All these problems have originated from the urologists NOT recommending PSAs as often as ethically required in my opinion. We have a tumour as common as breast cancer, and if there is a PSA of 3.6 --do NOT do an DRE, but repeat it within 3-6 months --fiddling with tumours metastasizes them. If the PSA is rising then go for further investigation, but don't leave it for 5 years in anyone aged over 50 yrs! Over 50 years of practice, and seeing guys dying in agony from a preventable outcome from prostate ca., it is NOT appropriate to leave PSA testing now for many years--if one does a DRE and the prostate feels firm, then investigate--it is a no-brainer. If I see nipple retraction in a breast, and can feel no lump , and especially a lump, I recommend MRI, and NOT mammography for women to reduce the chance of micro-metastasises from severe compression of any lump found --DO NO HARM is our philosophy, isn/t it?

Dr Siva Kumar Raju Muppala   15/10/2022 4:22:19 PM

Lab variable results are significant not only for PSA but for other tests like TSH, INR and for many as well.

Bel   16/10/2022 3:47:05 AM

INR is supposed to be standardised across labs. It literally stands for "international normalised ratio" and is just the prothrombin time in a standardised ratio.

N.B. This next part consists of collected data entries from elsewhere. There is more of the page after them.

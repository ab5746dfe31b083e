use chrono::{DateTime, Utc};
use chrono_tz::{OffsetComponents, Tz};
use serde::{Deserialize, Serialize};

use super::outcome::{ErrorKind, ToolOutcome};

/// Abbreviations users commonly type, mapped to IANA names.
pub const TIMEZONE_ABBREVIATIONS: &[(&str, &str)] = &[
    ("EST", "US/Eastern"),
    ("PST", "US/Pacific"),
    ("CST", "US/Central"),
    ("MST", "US/Mountain"),
    ("GMT", "GMT"),
    ("UTC", "UTC"),
    ("JST", "Asia/Tokyo"),
    ("CET", "Europe/Paris"),
    ("BST", "Europe/London"),
];

pub const TIMEZONE_SAMPLE: [&str; 4] = ["UTC", "US/Eastern", "Europe/London", "Asia/Tokyo"];

#[derive(Debug, Clone, Deserialize)]
pub struct TimeArgs {
    #[serde(default = "default_timezone")]
    pub timezone: String,
}

fn default_timezone() -> String {
    "UTC".to_string()
}

#[derive(Debug, Serialize)]
struct TimeReport {
    current_time: String,
    timezone: String,
    timezone_abbr: String,
    utc_offset: String,
    day_of_week: String,
    is_dst: bool,
}

/// Map an abbreviation to its full name; anything else passes through trimmed.
pub fn resolve_timezone_name(input: &str) -> String {
    let trimmed = input.trim();
    let upper = trimmed.to_uppercase();

    TIMEZONE_ABBREVIATIONS
        .iter()
        .find(|(abbr, _)| *abbr == upper)
        .map(|(_, name)| name.to_string())
        .unwrap_or_else(|| trimmed.to_string())
}

pub fn get_current_time(args: &TimeArgs) -> ToolOutcome {
    current_time_at(&args.timezone, Utc::now())
}

/// Clock-injected core of `get_current_time`.
pub fn current_time_at(timezone: &str, now: DateTime<Utc>) -> ToolOutcome {
    let tz_name = resolve_timezone_name(timezone);

    // Exact IANA spelling first, then any casing ("europe/london")
    let parsed = tz_name
        .parse::<Tz>()
        .or_else(|_| Tz::from_str_insensitive(&tz_name));
    let tz = match parsed {
        Ok(tz) => tz,
        Err(_) => {
            return ToolOutcome::error(
                ErrorKind::UnknownTimezone,
                format!("Unknown timezone: {}", timezone),
            )
            .with_detail("timezone", timezone)
            .with_detail("available_timezones_sample", TIMEZONE_SAMPLE.to_vec());
        }
    };

    let local = now.with_timezone(&tz);

    ToolOutcome::success(&TimeReport {
        current_time: local.format("%Y-%m-%d %H:%M:%S").to_string(),
        timezone: tz.name().to_string(),
        timezone_abbr: local.format("%Z").to_string(),
        utc_offset: local.format("%z").to_string(),
        day_of_week: local.format("%A").to_string(),
        is_dst: local.offset().dst_offset() != chrono::Duration::zero(),
    })
}
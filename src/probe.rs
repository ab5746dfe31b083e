//! Smoke tests for a deployed chat-completions endpoint.

use crate::api::response::extract_content;
use crate::api::{ChatClient, RequestBody};
use crate::cli::ProbeArgs;
use crate::conversation::trim_conversation_window;
use crate::deployment::{DeploymentRecord, Platform};
use crate::error::{Result, WeatherbotError};
use crate::models::Message;
use crate::ui::{display_error, is_exit_command, LineReader};
use colored::*;
use std::path::Path;

pub const PROBE_TIMEOUT_SECS: u64 = 60;
pub const DEFAULT_MAX_TOKENS: u32 = 512;
pub const PREVIEW_CHARS: usize = 200;
const TEMPERATURE: f32 = 0.7;

pub const WEATHER_QUESTIONS: [&str; 4] = [
    "What's the weather like in Tokyo?",
    "Should I wear a jacket in London today?",
    "What time is it in New York?",
    "Can you get me a 5-day forecast for Paris?",
];

const WEATHER_SYSTEM_PROMPT: &str = "You are a helpful weather assistant. When users ask about weather, time, or forecasts, explain that you would normally use weather APIs to get real-time data, but for this demo you can provide general information.";
const CHAT_SYSTEM_PROMPT: &str = "You are a helpful AI assistant running on GPT OSS. You can discuss weather, time, and general topics. Be friendly and informative.";
const REASONING_PROMPT: &str = "I'm planning a trip to Japan in March. What should I consider about the weather, and what would be the best tools to check current conditions?";

#[derive(Debug, Clone, Copy, PartialEq, Eq)]
pub enum EndpointSource {
    Flag,
    Platform(Platform),
    Detected(Platform),
}

#[derive(Debug, Clone, PartialEq, Eq)]
pub struct ResolvedEndpoint {
    pub url: String,
    pub source: EndpointSource,
}

/// `--endpoint`, else the `--platform` record, else the first record found.
pub fn resolve_endpoint(
    endpoint: Option<&str>,
    platform: Option<Platform>,
    dir: &Path,
) -> Result<ResolvedEndpoint> {
    if let Some(url) = endpoint {
        return Ok(ResolvedEndpoint {
            url: url.to_string(),
            source: EndpointSource::Flag,
        });
    }

    if let Some(platform) = platform {
        let record = DeploymentRecord::load(platform, dir)?;
        return Ok(ResolvedEndpoint {
            url: record.api_endpoint,
            source: EndpointSource::Platform(platform),
        });
    }

    DeploymentRecord::detect(dir)
        .map(|(platform, record)| ResolvedEndpoint {
            url: record.api_endpoint,
            source: EndpointSource::Detected(platform),
        })
        .ok_or_else(|| {
            WeatherbotError::Deployment(
                "No endpoint specified and no deployment info found".to_string(),
            )
        })
}

/// Cut `text` to at most `limit` characters, marking the cut with `...`.
pub fn preview(text: &str, limit: usize) -> String {
    match text.char_indices().nth(limit) {
        Some((idx, _)) => format!("{}...", &text[..idx]),
        None => text.to_string(),
    }
}

pub struct Probe {
    client: ChatClient,
    model: String,
}

impl Probe {
    pub fn new(endpoint: &str, model: &str) -> Result<Self> {
        Ok(Self {
            client: ChatClient::new(endpoint, None, PROBE_TIMEOUT_SECS)?,
            model: model.to_string(),
        })
    }

    pub fn client(&self) -> &ChatClient {
        &self.client
    }

    pub async fn check_connection(&self) -> Result<Vec<String>> {
        self.client.list_models().await
    }

    /// Plain completion without tools; returns the assistant text.
    pub async fn complete(&self, messages: &[Message], max_tokens: u32) -> Result<String> {
        let request = RequestBody::new(&self.model, messages.to_vec())
            .with_temperature(TEMPERATURE)
            .with_max_tokens(Some(max_tokens));

        let response = self.client.chat(&request).await?;
        Ok(extract_content(&response)?.unwrap_or_default())
    }

    pub async fn test_basic_chat(&self) {
        println!("\n{}", "Testing basic chat...".cyan());
        let messages = [Message::user("Hello! Can you introduce yourself?")];

        match self.complete(&messages, DEFAULT_MAX_TOKENS).await {
            Ok(reply) => println!("{} {}", "Assistant:".green(), reply),
            Err(e) => display_error(&e.to_string()),
        }
    }

    pub async fn test_weather_questions(&self) {
        println!("\n{}", "Testing weather questions...".cyan());

        for question in WEATHER_QUESTIONS {
            println!("\n{} {}", "Question:".bold(), question);
            let messages = [
                Message::system(WEATHER_SYSTEM_PROMPT),
                Message::user(question),
            ];

            match self.complete(&messages, 256).await {
                Ok(reply) => println!(
                    "{} {}",
                    "Assistant:".green(),
                    preview(&reply, PREVIEW_CHARS)
                ),
                Err(e) => display_error(&e.to_string()),
            }
        }
    }

    pub async fn test_reasoning(&self) {
        println!("\n{}", "Testing reasoning...".cyan());
        let messages = [Message::user(REASONING_PROMPT)];

        match self.complete(&messages, 400).await {
            Ok(reply) => println!("{} {}", "Assistant:".green(), reply),
            Err(e) => display_error(&e.to_string()),
        }
    }

    pub async fn run_canned_tests(&self) {
        self.test_basic_chat().await;
        self.test_weather_questions().await;
        self.test_reasoning().await;

        println!("\n{}", "All tests completed!".green().bold());
        println!("Run with --interactive for chat mode");
    }

    pub async fn interactive_chat(&self) -> Result<()> {
        println!("\n{}", "Interactive chat mode (type 'quit' to exit)".cyan());
        println!("{}", "-".repeat(50).dimmed());

        let mut conversation = vec![Message::system(CHAT_SYSTEM_PROMPT)];
        let mut reader = LineReader::new();

        loop {
            let Some(input) = reader.prompt("You: ").await? else {
                break;
            };

            if is_exit_command(&input) {
                break;
            }
            if input.is_empty() {
                continue;
            }

            conversation.push(Message::user(input));
            println!("{}", "Thinking...".dimmed());

            match self.complete(&conversation, DEFAULT_MAX_TOKENS).await {
                Ok(reply) => {
                    println!("{} {}", "Assistant:".green(), reply);
                    conversation.push(Message::assistant(reply));
                }
                Err(e) => display_error(&e.to_string()),
            }

            trim_conversation_window(&mut conversation);
        }

        println!("Goodbye!");
        Ok(())
    }
}

fn print_usage_hints() {
    println!("Usage:");
    println!("   weatherbot-probe --endpoint http://YOUR_VM_IP:8000");
    println!("   weatherbot-probe --platform aws");
    println!("   weatherbot-probe --platform azure");
}

/// Entry point of the `weatherbot-probe` binary; `Err` means exit non-zero.
pub async fn run(args: ProbeArgs) -> Result<()> {
    println!("{}", "GPT OSS Client Test".bold());
    println!("{}", "=".repeat(30));

    let endpoint = match resolve_endpoint(args.endpoint.as_deref(), args.platform, Path::new("."))
    {
        Ok(endpoint) => endpoint,
        Err(e) => {
            if args.platform.is_none() {
                print_usage_hints();
            }
            return Err(e);
        }
    };

    match endpoint.source {
        EndpointSource::Flag => {}
        EndpointSource::Platform(platform) => println!(
            "Using {} endpoint: {}",
            platform.as_str().to_uppercase(),
            endpoint.url
        ),
        EndpointSource::Detected(platform) => println!(
            "Auto-detected {} endpoint: {}",
            platform.as_str().to_uppercase(),
            endpoint.url
        ),
    }

    let probe = Probe::new(&endpoint.url, &args.model)?;

    match probe.check_connection().await {
        Ok(models) => {
            println!("{}", "Server is responding".green());
            println!("Available models: {:?}", models);
        }
        Err(e) => {
            println!("Make sure your VM is running and the service has started");
            println!("Check service status with:");
            println!("   ssh user@your-vm-ip");
            println!("   sudo journalctl -u gpt-oss.service -f");
            return Err(e);
        }
    }

    if args.interactive {
        probe.interactive_chat().await
    } else {
        probe.run_canned_tests().await;
        Ok(())
    }
}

It definitely would be nice if there was a standardisation between assays for PSA.

In terms of how that was created for INR the WHO Expert Committee on Biological Standardization worked on it back in the 1980s, and they had an internationally accredited reference agent, and then all commercial products had their "international sensitivity index (ISI)" in comparison to that reference agent analysed - with the ISI of each product used in the calculation of the INR.

A quick google search show that the WHO Expert Committee on Biological Standardization does seem to have an internationally accredited reference agent for PSA.... do they not use these to standardise PSA assays when manufacturers develop them??